The records follow. Print, word for word, the first line through the "for an event." line.
(Beginning of Provided information)
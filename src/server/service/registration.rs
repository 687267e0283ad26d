use sea_orm::{DatabaseConnection, DbErr, SqlErr, TransactionTrait};

use crate::server::{
    data::{
        event::EventRepository, registration::RegistrationRepository, scout::ScoutRepository,
    },
    error::AppError,
    model::registration::{CreateRegistrationParam, Registration, UpdateRegistrationParam},
    service::{event::event_not_found, scout::scout_not_found},
};

pub struct RegistrationService<'a> {
    db: &'a DatabaseConnection,
}

impl<'a> RegistrationService<'a> {
    pub fn new(db: &'a DatabaseConnection) -> Self {
        Self { db }
    }

    /// Registers a scout for an event.
    ///
    /// # Returns
    /// - `Ok(Registration)` - Created registration
    /// - `Err(AppError::NotFound)` - Scout or event does not exist
    /// - `Err(AppError::BadRequest)` - The scout is already registered for the event
    pub async fn create_registration(
        &self,
        params: CreateRegistrationParam,
    ) -> Result<Registration, AppError> {
        let txn = self.db.begin().await?;

        if ScoutRepository::new(&txn)
            .find_by_id(params.scout_id)
            .await?
            .is_none()
        {
            return Err(scout_not_found(params.scout_id));
        }
        if EventRepository::new(&txn)
            .find_by_id(params.event_id)
            .await?
            .is_none()
        {
            return Err(event_not_found(params.event_id));
        }

        let repo = RegistrationRepository::new(&txn);

        if repo
            .exists_by_event_and_scout(params.event_id, params.scout_id)
            .await?
        {
            return Err(already_registered());
        }

        let registration = repo.create(params).await.map_err(map_insert_error)?;

        txn.commit().await?;

        tracing::info!(
            "Registered scout {} for event {}",
            registration.scout.id,
            registration.event.id
        );

        Ok(registration)
    }

    /// Updates note, status and account id of a registration.
    ///
    /// # Returns
    /// - `Ok(Registration)` - Updated registration with incremented version
    /// - `Err(AppError::NotFound)` - Registration does not exist
    /// - `Err(AppError::BadRequest)` - The update names a different scout or event
    /// - `Err(AppError::DbErr(RecordNotUpdated))` - `params.version` is stale
    pub async fn update_registration(
        &self,
        params: UpdateRegistrationParam,
    ) -> Result<Registration, AppError> {
        let txn = self.db.begin().await?;
        let repo = RegistrationRepository::new(&txn);

        let existing = repo
            .find_by_id(params.id)
            .await?
            .ok_or_else(|| registration_not_found(params.id))?;

        if existing.scout.id != params.scout_id {
            return Err(AppError::BadRequest(
                "Cannot change the scout of an existing registration".to_string(),
            ));
        }
        if existing.event.id != params.event_id {
            return Err(AppError::BadRequest(
                "Cannot change the event of an existing registration".to_string(),
            ));
        }

        let registration = repo.update(params).await?;

        txn.commit().await?;

        Ok(registration)
    }

    pub async fn delete_registration(&self, id: i32) -> Result<(), AppError> {
        let repo = RegistrationRepository::new(self.db);

        if repo.find_by_id(id).await?.is_none() {
            return Err(registration_not_found(id));
        }

        repo.delete(id).await?;

        tracing::info!("Deleted registration {}", id);

        Ok(())
    }

    pub async fn get_registration(&self, id: i32) -> Result<Registration, AppError> {
        RegistrationRepository::new(self.db)
            .find_by_id(id)
            .await?
            .ok_or_else(|| registration_not_found(id))
    }

    pub async fn get_registrations_by_event(
        &self,
        event_id: i32,
    ) -> Result<Vec<Registration>, AppError> {
        if EventRepository::new(self.db)
            .find_by_id(event_id)
            .await?
            .is_none()
        {
            return Err(event_not_found(event_id));
        }

        Ok(RegistrationRepository::new(self.db)
            .find_by_event_id(event_id)
            .await?)
    }

    pub async fn get_registrations_by_scout(
        &self,
        scout_id: i32,
    ) -> Result<Vec<Registration>, AppError> {
        if ScoutRepository::new(self.db)
            .find_by_id(scout_id)
            .await?
            .is_none()
        {
            return Err(scout_not_found(scout_id));
        }

        Ok(RegistrationRepository::new(self.db)
            .find_by_scout_id(scout_id)
            .await?)
    }
}

fn already_registered() -> AppError {
    AppError::BadRequest("Scout is already registered for this event".to_string())
}

/// Maps a violation of the unique `(event_id, scout_id)` index to the duplicate error.
///
/// A concurrent request can insert the same pair after the existence check has passed;
/// the index then rejects the second insert.
pub(super) fn map_insert_error(err: DbErr) -> AppError {
    match err.sql_err() {
        Some(SqlErr::UniqueConstraintViolation(_)) => already_registered(),
        _ => AppError::DbErr(err),
    }
}

fn registration_not_found(id: i32) -> AppError {
    AppError::NotFound(format!("Registration with id {} does not exist", id))
}
use super::*;

/// Tests the duplicate registration check.
///
/// Expected: Ok(true) only for the registered pair
#[tokio::test]
async fn detects_existing_pair_only() -> Result<(), DbErr> {
    let test = TestBuilder::new().with_all_tables().build().await.unwrap();
    let db = test.db.as_ref().unwrap();

    let (scout, event, _) = factory::helpers::create_registration_with_dependencies(db).await?;
    let other_event = factory::create_event(db).await?;

    let repo = RegistrationRepository::new(db);

    assert!(repo.exists_by_event_and_scout(event.id, scout.id).await?);
    assert!(!repo.exists_by_event_and_scout(other_event.id, scout.id).await?);
    assert!(!repo.exists_by_event_and_scout(scout.id + 100, event.id).await?);

    Ok(())
}
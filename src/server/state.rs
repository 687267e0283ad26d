//! Application state shared across all request handlers.

use sea_orm::DatabaseConnection;

use crate::server::metrics::Metrics;

/// Shared resources cloned into every handler through Axum's state extraction.
///
/// Both fields are cheap to clone: the connection is a pool handle and the metric
/// collectors are reference counted.
#[derive(Clone)]
pub struct AppState {
    /// Database connection pool.
    pub db: DatabaseConnection,

    /// Prometheus registry and HTTP request series.
    pub metrics: Metrics,
}

impl AppState {
    pub fn new(db: DatabaseConnection, metrics: Metrics) -> Self {
        Self { db, metrics }
    }
}
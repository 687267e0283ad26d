use super::*;

/// Tests updating a group with the current version.
///
/// Expected: Ok with renamed group and incremented version
#[tokio::test]
async fn updates_group_and_increments_version() -> Result<(), DbErr> {
    let test = TestBuilder::new().with_group_tables().build().await.unwrap();
    let db = test.db.as_ref().unwrap();

    let created = factory::group::GroupFactory::new(db)
        .name("Rover")
        .build()
        .await?;

    let repo = GroupRepository::new(db);
    let updated = repo
        .update(UpdateGroupParam {
            id: created.id,
            version: 0,
            name: "Rover Crew".to_string(),
        })
        .await?;

    assert_eq!(updated.id, created.id);
    assert_eq!(updated.name, "Rover Crew");
    assert_eq!(updated.version, 1);

    Ok(())
}

/// Tests updating a group with an outdated version.
///
/// Verifies that the stale write is rejected and the stored row is untouched.
///
/// Expected: Err(RecordNotUpdated)
#[tokio::test]
async fn rejects_stale_version() -> Result<(), DbErr> {
    let test = TestBuilder::new().with_group_tables().build().await.unwrap();
    let db = test.db.as_ref().unwrap();

    let created = factory::group::GroupFactory::new(db)
        .name("Rover")
        .build()
        .await?;

    let repo = GroupRepository::new(db);
    repo.update(UpdateGroupParam {
        id: created.id,
        version: 0,
        name: "First".to_string(),
    })
    .await?;

    let result = repo
        .update(UpdateGroupParam {
            id: created.id,
            version: 0,
            name: "Second".to_string(),
        })
        .await;

    assert!(matches!(result, Err(DbErr::RecordNotUpdated)));

    let stored = repo.find_by_id(created.id).await?.unwrap();
    assert_eq!(stored.name, "First");
    assert_eq!(stored.version, 1);

    Ok(())
}

/// Tests updating a group that does not exist.
///
/// Expected: Err(RecordNotUpdated)
#[tokio::test]
async fn fails_for_missing_group() -> Result<(), DbErr> {
    let test = TestBuilder::new().with_group_tables().build().await.unwrap();
    let db = test.db.as_ref().unwrap();

    let result = GroupRepository::new(db)
        .update(UpdateGroupParam {
            id: 999,
            version: 0,
            name: "Ghost".to_string(),
        })
        .await;

    assert!(matches!(result, Err(DbErr::RecordNotUpdated)));

    Ok(())
}
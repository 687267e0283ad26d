use serde::{Deserialize, Serialize};
use utoipa::ToSchema;

#[derive(Serialize, Deserialize, Debug, ToSchema)]
pub struct ErrorDto {
    pub error: String,
}

/// Body of `/actuator/health`, `UP` or `DOWN`.
#[derive(Serialize, Deserialize, Debug, PartialEq, ToSchema)]
pub struct HealthDto {
    pub status: String,
}
use sea_orm_migration::{prelude::*, schema::*};

use super::m20250301_000002_create_scouts_table::Scouts;

#[derive(DeriveMigrationName)]
pub struct Migration;

#[async_trait::async_trait]
impl MigrationTrait for Migration {
    async fn up(&self, manager: &SchemaManager) -> Result<(), DbErr> {
        manager
            .create_table(
                Table::create()
                    .table(ScoutContacts::Table)
                    .if_not_exists()
                    .col(integer(ScoutContacts::ScoutId))
                    .col(integer(ScoutContacts::ContactOrder))
                    .col(string(ScoutContacts::Name))
                    .col(string(ScoutContacts::PhoneNumber))
                    .col(string(ScoutContacts::Email))
                    .col(string(ScoutContacts::Relationship))
                    .primary_key(
                        Index::create()
                            .col(ScoutContacts::ScoutId)
                            .col(ScoutContacts::ContactOrder),
                    )
                    .foreign_key(
                        ForeignKey::create()
                            .name("fk_scout_contacts_scout_id")
                            .from(ScoutContacts::Table, ScoutContacts::ScoutId)
                            .to(Scouts::Table, Scouts::Id)
                            .on_delete(ForeignKeyAction::Cascade)
                            .on_update(ForeignKeyAction::Cascade),
                    )
                    .to_owned(),
            )
            .await
    }

    async fn down(&self, manager: &SchemaManager) -> Result<(), DbErr> {
        manager
            .drop_table(Table::drop().table(ScoutContacts::Table).to_owned())
            .await
    }
}

#[derive(DeriveIden)]
pub enum ScoutContacts {
    Table,
    ScoutId,
    ContactOrder,
    Name,
    PhoneNumber,
    Email,
    Relationship,
}
use sea_orm::{
    ActiveModelTrait, ActiveValue, ColumnTrait, ConnectionTrait, DbErr, EntityTrait,
    PaginatorTrait, QueryFilter, QueryOrder,
};

use crate::server::model::group::{CreateGroupParam, Group, UpdateGroupParam};

pub struct GroupRepository<'a, C: ConnectionTrait> {
    db: &'a C,
}

impl<'a, C: ConnectionTrait> GroupRepository<'a, C> {
    pub fn new(db: &'a C) -> Self {
        Self { db }
    }

    /// Inserts a new group with version 0
    pub async fn create(&self, params: CreateGroupParam) -> Result<Group, DbErr> {
        let entity = entity::group::ActiveModel {
            name: ActiveValue::Set(params.name),
            version: ActiveValue::Set(0),
            ..Default::default()
        }
        .insert(self.db)
        .await?;

        Ok(Group::from_entity(entity))
    }

    /// Updates a group if its stored version still matches `params.version`.
    ///
    /// # Returns
    /// - `Ok(Group)` - Updated group carrying the incremented version
    /// - `Err(DbErr::RecordNotUpdated)` - Group is missing or was modified concurrently
    pub async fn update(&self, params: UpdateGroupParam) -> Result<Group, DbErr> {
        let result = entity::prelude::Group::update_many()
            .set(entity::group::ActiveModel {
                name: ActiveValue::Set(params.name),
                version: ActiveValue::Set(params.version + 1),
                ..Default::default()
            })
            .filter(entity::group::Column::Id.eq(params.id))
            .filter(entity::group::Column::Version.eq(params.version))
            .exec(self.db)
            .await?;

        if result.rows_affected == 0 {
            return Err(DbErr::RecordNotUpdated);
        }

        self.find_by_id(params.id)
            .await?
            .ok_or(DbErr::RecordNotFound(format!(
                "Group with id {} not found after update",
                params.id
            )))
    }

    /// Deletes a group; scout and event associations go with it
    pub async fn delete(&self, id: i32) -> Result<(), DbErr> {
        entity::prelude::Group::delete_by_id(id)
            .exec(self.db)
            .await?;

        Ok(())
    }

    pub async fn find_by_id(&self, id: i32) -> Result<Option<Group>, DbErr> {
        let entity = entity::prelude::Group::find_by_id(id).one(self.db).await?;

        Ok(entity.map(Group::from_entity))
    }

    pub async fn find_all(&self) -> Result<Vec<Group>, DbErr> {
        let entities = entity::prelude::Group::find()
            .order_by_asc(entity::group::Column::Id)
            .all(self.db)
            .await?;

        Ok(entities.into_iter().map(Group::from_entity).collect())
    }

    /// Gets the groups with the given ids ordered by id. Unknown ids are skipped.
    pub async fn find_by_ids(&self, ids: &[i32]) -> Result<Vec<Group>, DbErr> {
        if ids.is_empty() {
            return Ok(Vec::new());
        }

        let entities = entity::prelude::Group::find()
            .filter(entity::group::Column::Id.is_in(ids.iter().copied()))
            .order_by_asc(entity::group::Column::Id)
            .all(self.db)
            .await?;

        Ok(entities.into_iter().map(Group::from_entity).collect())
    }

    /// Checks whether a group with exactly this name exists
    pub async fn exists_by_name(&self, name: &str) -> Result<bool, DbErr> {
        let count = entity::prelude::Group::find()
            .filter(entity::group::Column::Name.eq(name))
            .count(self.db)
            .await?;

        Ok(count > 0)
    }
}
//! Typed records mirroring the `public` schema created by the `migration` crate.
//!
//! One module per table. Keep these in sync with the migrations; the test
//! harness builds its SQLite schema from these definitions.

pub mod prelude;

pub mod event;
pub mod event_group;
pub mod group;
pub mod registration;
pub mod scout;
pub mod scout_contact;
pub mod scout_group;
(End of Provided information)
**Output of the exercise**:
filename src/server/service/registration.rs
repository 687267e0283ad26d
use sea_orm::{DatabaseConnection, DbErr, SqlErr, TransactionTrait};

use crate::server::{
    data::{
        event::EventRepository, registration::RegistrationRepository, scout::ScoutRepository,
    },
    error::AppError,
    model::registration::{CreateRegistrationParam, Registration, UpdateRegistrationParam},
    service::{event::event_not_found, scout::scout_not_found},
};

pub struct RegistrationService<'a> {
    db: &'a DatabaseConnection,
}

impl<'a> RegistrationService<'a> {
    pub fn new(db: &'a DatabaseConnection) -> Self {
        Self { db }
    }

    /// Registers a scout for an event.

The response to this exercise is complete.